Please retype each record exactly as it stands below.

**DATA UNDER STUDY**
---+---

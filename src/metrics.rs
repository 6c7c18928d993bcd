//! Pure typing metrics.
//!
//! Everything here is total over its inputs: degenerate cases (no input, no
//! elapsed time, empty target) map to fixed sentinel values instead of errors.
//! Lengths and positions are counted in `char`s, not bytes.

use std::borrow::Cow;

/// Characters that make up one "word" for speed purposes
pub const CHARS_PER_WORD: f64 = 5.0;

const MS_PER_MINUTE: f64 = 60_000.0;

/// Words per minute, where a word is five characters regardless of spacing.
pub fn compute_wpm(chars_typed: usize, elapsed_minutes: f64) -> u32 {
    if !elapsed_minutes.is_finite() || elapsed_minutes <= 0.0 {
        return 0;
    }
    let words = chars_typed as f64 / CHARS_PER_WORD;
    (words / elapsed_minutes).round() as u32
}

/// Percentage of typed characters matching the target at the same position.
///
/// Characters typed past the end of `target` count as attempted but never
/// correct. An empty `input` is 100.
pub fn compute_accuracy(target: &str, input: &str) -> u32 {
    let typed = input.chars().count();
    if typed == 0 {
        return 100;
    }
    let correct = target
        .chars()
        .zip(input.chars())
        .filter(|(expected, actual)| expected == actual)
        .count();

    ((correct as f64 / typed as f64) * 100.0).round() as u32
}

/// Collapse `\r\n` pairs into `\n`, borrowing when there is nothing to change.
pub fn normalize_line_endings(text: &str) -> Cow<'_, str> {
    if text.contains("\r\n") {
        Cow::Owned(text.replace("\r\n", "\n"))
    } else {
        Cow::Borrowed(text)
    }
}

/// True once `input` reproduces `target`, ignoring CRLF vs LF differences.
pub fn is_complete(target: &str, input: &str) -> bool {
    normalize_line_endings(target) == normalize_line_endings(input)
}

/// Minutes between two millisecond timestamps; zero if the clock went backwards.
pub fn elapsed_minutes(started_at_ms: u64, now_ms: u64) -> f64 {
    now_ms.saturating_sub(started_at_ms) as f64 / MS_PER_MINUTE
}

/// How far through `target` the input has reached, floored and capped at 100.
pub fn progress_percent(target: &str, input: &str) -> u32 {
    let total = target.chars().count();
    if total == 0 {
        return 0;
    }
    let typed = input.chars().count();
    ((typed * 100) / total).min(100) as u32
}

---+---

**FINISHED EXERCISE**
filename src/metrics.rs
repository 6c7c18928d993bcd
//! Pure typing metrics.
//!
//! Everything here is total over its inputs: degenerate cases (no input, no
//! elapsed time, empty target) map to fixed sentinel values instead of errors.
//! Lengths and positions are counted in `char`s, not bytes.

use std::borrow::Cow;

/// Characters that make up one "word" for speed purposes
pub const CHARS_PER_WORD: f64 = 5.0;

const MS_PER_MINUTE: f64 = 60_000.0;

/// Words per minute, where a word is five characters regardless of spacing.
pub fn compute_wpm(chars_typed: usize, elapsed_minutes: f64) -> u32 {
    if !elapsed_minutes.is_finite() || elapsed_minutes <= 0.0 {
        return 0;
    }
    let words = chars_typed as f64 / CHARS_PER_WORD;
    (words / elapsed_minutes).round() as u32
}

/// Percentage of typed characters matching the target at the same position.
///
/// Characters typed past the end of `target` count as attempted but never
/// correct. An empty `input` is 100.
pub fn compute_accuracy(target: &str, input: &str) -> u32 {
    let typed = input.chars().count();
    if typed == 0 {
        return 100;
    }
    let correct = target
        .chars()
        .zip(input.chars())
        .filter(|(expected, actual)| expected == actual)
        .count();

    ((correct as f64 / typed as f64) * 100.0).round() as u32
}

/// Collapse `\r\n` pairs into `\n`, borrowing when there is nothing to change.
pub fn normalize_line_endings(text: &str) -> Cow<'_, str> {
    if text.contains("\r\n") {
        Cow::Owned(text.replace("\r\n", "\n"))
    } else {
        Cow::Borrowed(text)
    }
}

/// True once `input` reproduces `target`, ignoring CRLF vs LF differences.
pub fn is_complete(target: &str, input: &str) -> bool {
    normalize_line_endings(target) == normalize_line_endings(input)
}

/// Minutes between two millisecond timestamps; zero if the clock went backwards.
pub fn elapsed_minutes(started_at_ms: u64, now_ms: u64) -> f64 {
    now_ms.saturating_sub(started_at_ms) as f64 / MS_PER_MINUTE
}

/// How far through `target` the input has reached, floored and capped at 100.
pub fn progress_percent(target: &str, input: &str) -> u32 {
    let total = target.chars().count();
    if total == 0 {
        return 0;
    }
    let typed = input.chars().count();
    ((typed * 100) / total).min(100) as u32
}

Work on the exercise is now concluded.